What you are asked to do:
Lines with "apply" in the records below: say how many there are, and add nothing.

************

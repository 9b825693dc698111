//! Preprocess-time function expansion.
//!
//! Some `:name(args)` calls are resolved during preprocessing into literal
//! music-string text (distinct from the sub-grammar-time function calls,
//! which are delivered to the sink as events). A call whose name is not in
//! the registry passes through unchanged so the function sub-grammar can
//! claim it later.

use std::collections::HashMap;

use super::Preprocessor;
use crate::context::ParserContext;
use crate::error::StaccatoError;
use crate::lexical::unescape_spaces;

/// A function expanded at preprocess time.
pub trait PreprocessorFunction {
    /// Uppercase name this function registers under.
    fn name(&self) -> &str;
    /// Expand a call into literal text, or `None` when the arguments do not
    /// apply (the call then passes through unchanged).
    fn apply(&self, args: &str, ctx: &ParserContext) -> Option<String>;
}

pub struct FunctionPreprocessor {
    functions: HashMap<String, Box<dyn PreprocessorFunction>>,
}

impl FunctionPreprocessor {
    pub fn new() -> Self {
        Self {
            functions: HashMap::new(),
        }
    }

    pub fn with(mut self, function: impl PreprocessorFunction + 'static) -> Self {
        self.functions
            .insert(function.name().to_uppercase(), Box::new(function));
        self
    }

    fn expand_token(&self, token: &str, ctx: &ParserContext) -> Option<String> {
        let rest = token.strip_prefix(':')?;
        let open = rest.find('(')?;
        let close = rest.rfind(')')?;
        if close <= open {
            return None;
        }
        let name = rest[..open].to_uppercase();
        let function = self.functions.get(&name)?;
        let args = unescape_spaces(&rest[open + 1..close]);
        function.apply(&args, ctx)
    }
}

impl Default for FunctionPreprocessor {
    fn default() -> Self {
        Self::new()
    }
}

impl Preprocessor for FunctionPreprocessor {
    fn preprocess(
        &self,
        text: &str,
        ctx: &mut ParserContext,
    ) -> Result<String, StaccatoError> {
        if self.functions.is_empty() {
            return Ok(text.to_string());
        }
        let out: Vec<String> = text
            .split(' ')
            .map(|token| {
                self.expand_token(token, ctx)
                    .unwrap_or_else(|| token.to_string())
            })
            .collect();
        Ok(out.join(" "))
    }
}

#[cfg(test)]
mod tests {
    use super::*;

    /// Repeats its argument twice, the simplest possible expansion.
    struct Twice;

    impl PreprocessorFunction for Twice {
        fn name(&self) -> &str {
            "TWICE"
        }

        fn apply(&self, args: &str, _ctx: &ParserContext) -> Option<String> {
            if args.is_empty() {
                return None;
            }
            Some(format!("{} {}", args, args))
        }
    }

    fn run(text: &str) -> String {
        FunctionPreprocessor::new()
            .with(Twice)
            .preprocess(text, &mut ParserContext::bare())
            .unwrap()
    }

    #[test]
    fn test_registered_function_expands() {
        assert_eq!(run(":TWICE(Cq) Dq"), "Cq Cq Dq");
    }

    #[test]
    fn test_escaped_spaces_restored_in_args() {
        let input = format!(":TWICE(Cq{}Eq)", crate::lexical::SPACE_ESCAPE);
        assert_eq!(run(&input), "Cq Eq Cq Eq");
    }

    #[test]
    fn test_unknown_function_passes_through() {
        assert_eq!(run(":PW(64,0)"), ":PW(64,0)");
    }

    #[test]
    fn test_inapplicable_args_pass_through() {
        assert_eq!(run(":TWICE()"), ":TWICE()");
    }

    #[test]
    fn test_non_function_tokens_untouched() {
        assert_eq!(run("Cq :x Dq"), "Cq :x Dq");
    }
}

************

Solution below:
4